Le point de bascule s’est peut-être situé :

  • Quand les entreprises sont devenues massivement cotées en bourse, avec l’obligation de satisfaire des actionnaires demandant des rendements toujours croissants
  • Quand l’argent s’est détaché de la production réelle, avec la financiarisation de l’économie et la spéculation
  • Quand le PIB est devenu l’unique indicateur de réussite collective, occultant le bien-être, la santé, l’équilibre écologique
  • Quand la consommation est devenue un acte civique, un devoir pour « relancer l’économie »

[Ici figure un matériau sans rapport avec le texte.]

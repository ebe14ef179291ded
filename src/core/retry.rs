// src/core/retry.rs
//! Bounded timeout plus a fixed number of retries for external calls.

use std::future::Future;
use std::time::Duration;

use tracing::warn;

use crate::error::{Result, SpecError};

#[derive(Debug, Clone, Copy)]
pub struct RetryPolicy {
    pub timeout: Duration,
    /// Attempts after the first one
    pub retries: u32,
    pub backoff: Duration,
}

impl RetryPolicy {
    pub fn new(timeout_secs: u64, retries: u32) -> Self {
        Self {
            timeout: Duration::from_secs(timeout_secs),
            retries,
            backoff: Duration::from_millis(500),
        }
    }

    pub fn with_backoff(mut self, backoff: Duration) -> Self {
        self.backoff = backoff;
        self
    }
}

/// Run `call` until it succeeds or the attempts run out; each attempt is
/// cut off at the policy timeout. The last error is returned.
pub async fn with_retry<T, F, Fut>(operation: &str, policy: RetryPolicy, mut call: F) -> Result<T>
where
    F: FnMut() -> Fut,
    Fut: Future<Output = Result<T>>,
{
    let attempts = policy.retries + 1;
    let mut attempt = 1;

    loop {
        let outcome = match tokio::time::timeout(policy.timeout, call()).await {
            Ok(result) => result,
            Err(_) => Err(SpecError::Timeout {
                operation: operation.to_string(),
                seconds: policy.timeout.as_secs(),
            }),
        };

        match outcome {
            Ok(value) => return Ok(value),
            Err(e) if attempt < attempts && is_retryable(&e) => {
                warn!("{} failed (attempt {}/{}): {}", operation, attempt, attempts, e);
                attempt += 1;
                tokio::time::sleep(policy.backoff).await;
            }
            Err(e) => return Err(e),
        }
    }
}

/// Configuration problems will not fix themselves on a second try
fn is_retryable(error: &SpecError) -> bool {
    !matches!(error, SpecError::Config(_) | SpecError::MissingInput(_))
}

#[cfg(test)]
mod tests {
    use super::*;
    use std::sync::atomic::{AtomicU32, Ordering};
    use std::sync::Arc;

    fn fast(retries: u32) -> RetryPolicy {
        RetryPolicy::new(1, retries).with_backoff(Duration::from_millis(1))
    }

    #[tokio::test]
    async fn test_retries_until_success() {
        let calls = Arc::new(AtomicU32::new(0));
        let counter = calls.clone();
        let result = with_retry("flaky", fast(2), move || {
            let counter = counter.clone();
            async move {
                if counter.fetch_add(1, Ordering::SeqCst) == 0 {
                    Err(SpecError::Generation("boom".into()))
                } else {
                    Ok(42)
                }
            }
        })
        .await;

        assert_eq!(result.unwrap(), 42);
        assert_eq!(calls.load(Ordering::SeqCst), 2);
    }

    #[tokio::test]
    async fn test_gives_up_after_retries() {
        let calls = Arc::new(AtomicU32::new(0));
        let counter = calls.clone();
        let result: Result<()> = with_retry("broken", fast(1), move || {
            let counter = counter.clone();
            async move {
                counter.fetch_add(1, Ordering::SeqCst);
                Err(SpecError::Export("down".into()))
            }
        })
        .await;

        assert!(matches!(result, Err(SpecError::Export(_))));
        assert_eq!(calls.load(Ordering::SeqCst), 2);
    }

    #[tokio::test]
    async fn test_config_errors_are_not_retried() {
        let calls = Arc::new(AtomicU32::new(0));
        let counter = calls.clone();
        let result: Result<()> = with_retry("misconfigured", fast(3), move || {
            let counter = counter.clone();
            async move {
                counter.fetch_add(1, Ordering::SeqCst);
                Err(SpecError::Config("no key".into()))
            }
        })
        .await;

        assert!(result.is_err());
        assert_eq!(calls.load(Ordering::SeqCst), 1);
    }

    #[tokio::test]
    async fn test_timeout_is_reported() {
        let policy = RetryPolicy {
            timeout: Duration::from_millis(20),
            retries: 0,
            backoff: Duration::from_millis(1),
        };
        let result: Result<()> = with_retry("slow", policy, || async {
            tokio::time::sleep(Duration::from_secs(5)).await;
            Ok(())
        })
        .await;

        assert!(matches!(result, Err(SpecError::Timeout { ref operation, .. }) if operation == "slow"));
    }
}
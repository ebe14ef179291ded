// src/core/model.rs
use serde::{Deserialize, Serialize};

use super::plugins::laravel::LaravelProject;
use super::plugins::spring::SpringProject;

/// The unified result of one analysis run
#[derive(Debug, Clone, Serialize, Deserialize)]
#[serde(tag = "ecosystem", rename_all = "lowercase")]
pub enum ProjectModel {
    Laravel(LaravelProject),
    Java(SpringProject),
}

impl ProjectModel {
    /// Artifact kind and how many of it were found, in report order.
    pub fn artifact_counts(&self) -> Vec<(&'static str, usize)> {
        match self {
            ProjectModel::Laravel(p) => vec![
                ("models", p.models.len()),
                ("controllers", p.controllers.len()),
                ("routes", p.route_count()),
                ("tables", p.migrations.len()),
                ("services", p.services.len()),
                ("middleware", p.middleware.len()),
                ("requests", p.requests.len()),
                ("policies", p.policies.len()),
                ("jobs", p.jobs.len()),
                ("events", p.events.len()),
                ("listeners", p.listeners.len()),
                ("graphql schemas", p.graphql_schemas.len()),
            ],
            ProjectModel::Java(p) => vec![
                ("entities", p.entities.len()),
                ("controllers", p.controllers.len()),
                ("endpoints", p.rest_endpoints.len()),
                ("services", p.services.len()),
                ("repositories", p.repositories.len()),
                ("dtos", p.dtos.len()),
                ("config files", p.configs.len()),
            ],
        }
    }

    pub fn is_empty(&self) -> bool {
        self.artifact_counts().iter().all(|(_, count)| *count == 0)
    }
}

#[cfg(test)]
mod tests {
    use super::*;

    #[test]
    fn test_json_is_tagged_by_ecosystem() {
        let model = ProjectModel::Java(SpringProject::default());
        let json = serde_json::to_value(&model).unwrap();
        assert_eq!(json["ecosystem"], "java");
        assert!(json["entities"].as_array().unwrap().is_empty());
        assert!(model.is_empty());
    }

    #[test]
    fn test_artifact_counts() {
        let mut project = LaravelProject::default();
        project.routes.insert("api".into(), Vec::new());
        let counts = ProjectModel::Laravel(project).artifact_counts();
        assert_eq!(counts[0], ("models", 0));
        assert!(counts.contains(&("routes", 0)));
    }
}
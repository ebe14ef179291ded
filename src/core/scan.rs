// src/core/scan.rs
//! Text-scanning helpers shared by the reconstructors and extractors.
//!
//! Nothing here understands a language grammar. The scanner only knows about
//! quoted strings, comments and bracket nesting, which is enough to carve
//! PHP/Java sources into statements, argument lists and fluent call chains.

/// Replace `//` line comments and `/* */` block comments with spaces.
///
/// String literals are left untouched, so `'http://host'` survives. Newlines
/// inside block comments are kept so line structure does not shift.
pub fn strip_comments(text: &str) -> String {
    let mut out = String::with_capacity(text.len());
    let mut chars = text.chars().peekable();
    let mut quote: Option<char> = None;

    while let Some(c) = chars.next() {
        if let Some(q) = quote {
            out.push(c);
            if c == '\\' {
                if let Some(escaped) = chars.next() {
                    out.push(escaped);
                }
            } else if c == q {
                quote = None;
            }
            continue;
        }

        match c {
            '\'' | '"' | '`' => {
                quote = Some(c);
                out.push(c);
            }
            '/' if chars.peek() == Some(&'/') => {
                while let Some(&next) = chars.peek() {
                    if next == '\n' {
                        break;
                    }
                    chars.next();
                }
                out.push(' ');
            }
            '/' if chars.peek() == Some(&'*') => {
                chars.next();
                let mut prev = '\0';
                for next in chars.by_ref() {
                    if prev == '*' && next == '/' {
                        break;
                    }
                    if next == '\n' {
                        out.push('\n');
                    }
                    prev = next;
                }
                out.push(' ');
            }
            _ => out.push(c),
        }
    }

    out
}

/// Byte offset just past the string literal that opens at `start`.
fn skip_string(bytes: &[u8], start: usize) -> usize {
    let quote = bytes[start];
    let mut i = start + 1;
    while i < bytes.len() {
        match bytes[i] {
            b'\\' => i += 2,
            b if b == quote => return i + 1,
            _ => i += 1,
        }
    }
    bytes.len()
}

fn is_quote(b: u8) -> bool {
    matches!(b, b'\'' | b'"' | b'`')
}

/// Find the delimiter closing the one at `open_idx` (`(`, `[` or `{`).
///
/// All three bracket kinds share one depth counter; quoted strings are skipped.
pub fn find_matching(text: &str, open_idx: usize) -> Option<usize> {
    let bytes = text.as_bytes();
    if !matches!(bytes.get(open_idx), Some(b'(' | b'[' | b'{')) {
        return None;
    }

    let mut depth = 0usize;
    let mut i = open_idx;
    while i < bytes.len() {
        let b = bytes[i];
        if is_quote(b) {
            i = skip_string(bytes, i);
            continue;
        }
        match b {
            b'(' | b'[' | b'{' => depth += 1,
            b')' | b']' | b'}' => {
                depth = depth.saturating_sub(1);
                if depth == 0 {
                    return Some(i);
                }
            }
            _ => {}
        }
        i += 1;
    }
    None
}

/// Split on `sep` wherever it appears outside strings and brackets.
/// Pieces are trimmed and empty pieces dropped.
pub fn split_top_level(text: &str, sep: u8) -> Vec<&str> {
    let bytes = text.as_bytes();
    let mut parts = Vec::new();
    let mut depth = 0usize;
    let mut start = 0;
    let mut i = 0;

    while i < bytes.len() {
        let b = bytes[i];
        if is_quote(b) {
            i = skip_string(bytes, i);
            continue;
        }
        match b {
            b'(' | b'[' | b'{' => depth += 1,
            b')' | b']' | b'}' => depth = depth.saturating_sub(1),
            _ if b == sep && depth == 0 => {
                parts.push(&text[start..i]);
                start = i + 1;
            }
            _ => {}
        }
        i += 1;
    }
    if start < text.len() {
        parts.push(&text[start..]);
    }

    parts.into_iter()
        .map(str::trim)
        .filter(|p| !p.is_empty())
        .collect()
}

/// Statements of a block body.
///
/// A statement ends at a top-level `;`, or at the `}` closing a brace block
/// opened at the top level (`if (..) { .. }`, `foreach (..) { .. }`).
pub fn split_statements(body: &str) -> Vec<&str> {
    let bytes = body.as_bytes();
    let mut parts = Vec::new();
    let mut depth = 0usize;
    let mut top_brace = false;
    let mut start = 0;
    let mut i = 0;

    while i < bytes.len() {
        let b = bytes[i];
        if is_quote(b) {
            i = skip_string(bytes, i);
            continue;
        }
        match b {
            b'{' if depth == 0 => {
                top_brace = true;
                depth = 1;
            }
            b'(' | b'[' | b'{' => depth += 1,
            b')' | b']' | b'}' => {
                depth = depth.saturating_sub(1);
                if depth == 0 && b == b'}' && top_brace {
                    top_brace = false;
                    parts.push(&body[start..=i]);
                    start = i + 1;
                }
            }
            b';' if depth == 0 => {
                parts.push(&body[start..i]);
                start = i + 1;
            }
            _ => {}
        }
        i += 1;
    }
    if start < body.len() {
        parts.push(&body[start..]);
    }

    parts.into_iter()
        .map(str::trim)
        .filter(|p| !p.is_empty())
        .collect()
}

/// Bodies of the brace blocks opened at the top level of `statement`.
///
/// For `if (..) { a(); } else { b(); }` this yields `a();` and `b();`.
pub fn block_bodies(statement: &str) -> Vec<&str> {
    let bytes = statement.as_bytes();
    let mut bodies = Vec::new();
    let mut i = 0;

    while i < bytes.len() {
        let b = bytes[i];
        if is_quote(b) {
            i = skip_string(bytes, i);
            continue;
        }
        if matches!(b, b'(' | b'[' | b'{') {
            let Some(close) = find_matching(statement, i) else {
                break;
            };
            if b == b'{' {
                bodies.push(&statement[i + 1..close]);
            }
            i = close + 1;
            continue;
        }
        i += 1;
    }
    bodies
}

/// The contents of `s` if it is exactly one quoted literal.
pub fn unquote(s: &str) -> Option<&str> {
    let s = s.trim();
    let first = *s.as_bytes().first()?;
    if s.len() >= 2 && matches!(first, b'\'' | b'"') && skip_string(s.as_bytes(), 0) == s.len() {
        Some(&s[1..s.len() - 1])
    } else {
        None
    }
}

/// Every quoted literal in `s`, in order.
pub fn string_literals(s: &str) -> Vec<String> {
    let bytes = s.as_bytes();
    let mut out = Vec::new();
    let mut i = 0;
    while i < bytes.len() {
        if matches!(bytes[i], b'\'' | b'"') {
            let end = skip_string(bytes, i);
            if end - i >= 2 && end <= s.len() && bytes[end - 1] == bytes[i] {
                out.push(s[i + 1..end - 1].to_string());
            }
            i = end;
        } else {
            i += 1;
        }
    }
    out
}

/// Strip one pair of enclosing `[ ]` when they wrap the whole expression.
pub fn strip_array(s: &str) -> &str {
    let s = s.trim();
    if s.starts_with('[') && find_matching(s, 0) == Some(s.len() - 1) {
        s[1..s.len() - 1].trim()
    } else {
        s
    }
}

/// Items of a list argument: `'a'`, `'a', 'b'` or `['a', 'b']`.
/// Quoted items are unquoted; anything else is kept as written.
pub fn list_items(args: &str) -> Vec<String> {
    split_top_level(strip_array(args), b',')
        .into_iter()
        .map(|item| unquote(item).unwrap_or(item).to_string())
        .filter(|item| !item.is_empty())
        .collect()
}

/// Collapse every whitespace run to a single space.
pub fn collapse_whitespace(s: &str) -> String {
    s.split_whitespace().collect::<Vec<_>>().join(" ")
}

/// One `name(args)` link of a fluent chain.
#[derive(Debug, Clone, PartialEq, Eq)]
pub struct MethodCall<'a> {
    pub name: &'a str,
    pub args: &'a str,
}

impl<'a> MethodCall<'a> {
    /// Top-level comma separated arguments.
    pub fn arguments(&self) -> Vec<&'a str> {
        split_top_level(self.args, b',')
    }

    /// The first argument, when it is a quoted literal.
    pub fn first_string(&self) -> Option<&'a str> {
        self.arguments().first().and_then(|arg| unquote(arg))
    }
}

/// `Receiver::first(..)->second(..)` or `$var->first(..)->second(..)`.
#[derive(Debug, Clone, PartialEq, Eq)]
pub struct CallChain<'a> {
    /// `Route`, `Schema`, `$table`; namespace qualifiers are dropped
    pub receiver: &'a str,
    pub calls: Vec<MethodCall<'a>>,
}

impl<'a> CallChain<'a> {
    pub fn find(&self, name: &str) -> Option<&MethodCall<'a>> {
        self.calls.iter().find(|call| call.name == name)
    }

    pub fn has(&self, name: &str) -> bool {
        self.find(name).is_some()
    }
}

fn ident_len(bytes: &[u8], start: usize, extra: &[u8]) -> usize {
    bytes[start..]
        .iter()
        .take_while(|b| b.is_ascii_alphanumeric() || **b == b'_' || extra.contains(b))
        .count()
}

fn skip_ws(bytes: &[u8], mut i: usize) -> usize {
    while i < bytes.len() && bytes[i].is_ascii_whitespace() {
        i += 1;
    }
    i
}

/// Parse a statement into its receiver and chain of calls.
///
/// Returns `None` when the statement does not start with a static or
/// variable receiver followed by at least one call.
pub fn parse_call_chain(statement: &str) -> Option<CallChain<'_>> {
    let text = statement.trim_start();
    let bytes = text.as_bytes();
    let mut i;

    let receiver = if bytes.first() == Some(&b'$') {
        let len = ident_len(bytes, 1, &[]);
        if len == 0 {
            return None;
        }
        i = 1 + len;
        let receiver = &text[..i];
        i = skip_ws(bytes, i);
        if !text[i..].starts_with("->") {
            return None;
        }
        i += 2;
        receiver
    } else {
        let len = ident_len(bytes, 0, b"\\");
        if len == 0 {
            return None;
        }
        let qualified = &text[..len];
        i = skip_ws(bytes, len);
        if !text[i..].starts_with("::") {
            return None;
        }
        i += 2;
        qualified.rsplit('\\').next().unwrap_or(qualified)
    };

    let mut calls = Vec::new();
    loop {
        i = skip_ws(bytes, i);
        let len = ident_len(bytes, i, &[]);
        if len == 0 {
            break;
        }
        let name = &text[i..i + len];
        let open = skip_ws(bytes, i + len);
        if bytes.get(open) != Some(&b'(') {
            break;
        }
        let close = find_matching(text, open)?;
        calls.push(MethodCall { name, args: text[open + 1..close].trim() });

        i = skip_ws(bytes, close + 1);
        if text[i..].starts_with("?->") {
            i += 3;
        } else if text[i..].starts_with("->") || text[i..].starts_with("::") {
            i += 2;
        } else {
            break;
        }
    }

    if calls.is_empty() {
        None
    } else {
        Some(CallChain { receiver, calls })
    }
}

/// Body of the first closure (`function (..) { .. }`) found in `text`.
pub fn closure_body(text: &str) -> Option<&str> {
    let start = text.find("function")?;
    let open = start + text[start..].find('{')?;
    let close = find_matching(text, open)?;
    Some(&text[open + 1..close])
}

#[cfg(test)]
mod tests {
    use super::*;

    #[test]
    fn test_strip_comments_keeps_strings() {
        let src = "Route::get('http://x', 'A@b'); // trailing\n/* block\nstill */ $a = 1;";
        let out = strip_comments(src);
        assert!(out.contains("'http://x'"));
        assert!(!out.contains("trailing"));
        assert!(!out.contains("still"));
        assert_eq!(out.lines().count(), src.lines().count());
    }

    #[test]
    fn test_find_matching_skips_quoted_brackets() {
        let text = "group(function () { echo ')'; })";
        let close = find_matching(text, 5).unwrap();
        assert_eq!(close, text.len() - 1);
    }

    #[test]
    fn test_split_top_level_respects_nesting() {
        let parts = split_top_level("'a', ['b', 'c'], fn($x) => f($x, 1), 'd,e'", b',');
        assert_eq!(parts, vec!["'a'", "['b', 'c']", "fn($x) => f($x, 1)", "'d,e'"]);
    }

    #[test]
    fn test_list_items_shapes() {
        assert_eq!(list_items("'auth'"), vec!["auth"]);
        assert_eq!(list_items("['auth', 'throttle:60,1']"), vec!["auth", "throttle:60,1"]);
        assert_eq!(list_items("'auth', \"verified\""), vec!["auth", "verified"]);
        assert_eq!(list_items("[Authenticate::class]"), vec!["Authenticate::class"]);
        assert!(list_items("").is_empty());
    }

    #[test]
    fn test_unquote_requires_single_literal() {
        assert_eq!(unquote("'users'"), Some("users"));
        assert_eq!(unquote("\"a\\\"b\""), Some("a\\\"b"));
        assert_eq!(unquote("'a' . 'b'"), None);
        assert_eq!(unquote("Foo::class"), None);
    }

    #[test]
    fn test_parse_call_chain_static_receiver() {
        let chain = parse_call_chain(
            "Route::middleware(['auth'])->prefix('api')->group(function () { Route::get('/a', 'A@b'); })",
        )
        .unwrap();
        assert_eq!(chain.receiver, "Route");
        let names: Vec<_> = chain.calls.iter().map(|c| c.name).collect();
        assert_eq!(names, vec!["middleware", "prefix", "group"]);
        assert_eq!(chain.find("prefix").unwrap().first_string(), Some("api"));
    }

    #[test]
    fn test_parse_call_chain_variable_receiver() {
        let chain = parse_call_chain("$t->string('email', 100)->nullable()->unique()").unwrap();
        assert_eq!(chain.receiver, "$t");
        assert_eq!(chain.calls[0].name, "string");
        assert_eq!(chain.calls[0].arguments(), vec!["'email'", "100"]);
        assert!(chain.has("unique"));
    }

    #[test]
    fn test_parse_call_chain_drops_namespace() {
        let chain = parse_call_chain("\\Illuminate\\Support\\Facades\\Route::get('/', 'A@b')").unwrap();
        assert_eq!(chain.receiver, "Route");
    }

    #[test]
    fn test_parse_call_chain_rejects_plain_statements() {
        assert!(parse_call_chain("use Illuminate\\Support\\Facades\\Route").is_none());
        assert!(parse_call_chain("return new class extends Migration").is_none());
    }

    #[test]
    fn test_split_statements_ends_at_top_level_blocks() {
        let body = "if ($a) { f(); } Route::get('/x', 'X@y'); $g = function () { h(); }; last()";
        assert_eq!(
            split_statements(body),
            vec![
                "if ($a) { f(); }",
                "Route::get('/x', 'X@y')",
                "$g = function () { h(); }",
                "last()",
            ]
        );
        let nested = "Route::group([], function () { a(); b(); });";
        assert_eq!(split_statements(nested).len(), 1);
    }

    #[test]
    fn test_block_bodies_skip_conditions() {
        let statement = "if (check(function () { x(); })) { a(); } else { b(); }";
        let bodies: Vec<_> = block_bodies(statement).into_iter().map(str::trim).collect();
        assert_eq!(bodies, vec!["a();", "b();"]);
        assert!(block_bodies("$table->string('name')").is_empty());
    }

    #[test]
    fn test_closure_body() {
        let text = "function (Blueprint $table) { $table->id(); }";
        assert_eq!(closure_body(text).unwrap().trim(), "$table->id();");
    }
}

La sobriété comme désintoxication

Face à cette addiction collective, le concept de sobriété devient révolutionnaire. Pas la sobriété subie, imposée par la pénurie, mais la sobriété choisie, heureuse. C’est réapprendre à se satisfaire du suffisant, à trouver la richesse dans autre chose que l’accumulation matérielle.

C’est partir avec juste assez d’essence pour le trajet, en sachant qu’on peut faire le plein en route. C’est la logique du flux plutôt que du stock, de la confiance plutôt que de la peur du manque, du cycle plutôt que de l’extraction.

Cette sagesse, nous pouvons la retrouver dans les modèles vivants : un jardin-forêt qui produit ce dont on a besoin, en continu, sans épuiser les sols. Un capitalisme circulaire, organique, qui respecterait les cycles naturels au lieu de les nier.

Le réveil est-il possible ?

La question reste ouverte. Peut-on sevrer une économie mondiale de sa drogue ? Les mécanismes d’addiction sont si profondément ancrés, les intérêts si puissants, l’infrastructure si massive.

Mais peut-être que la question n’est pas de changer le système mondial d’un coup. Peut-être s’agit-il d’abord de se désintoxiquer soi-même, à son échelle. De créer des îlots de sobriété, des espaces où d’autres logiques prévalent. De montrer, par l’exemple, qu’on peut vivre autrement.

Et de préparer, patiemment, les graines de ce qui pourrait émerger le jour où le système, épuisé par sa propre frénésie, cherchera enfin d’autres voies.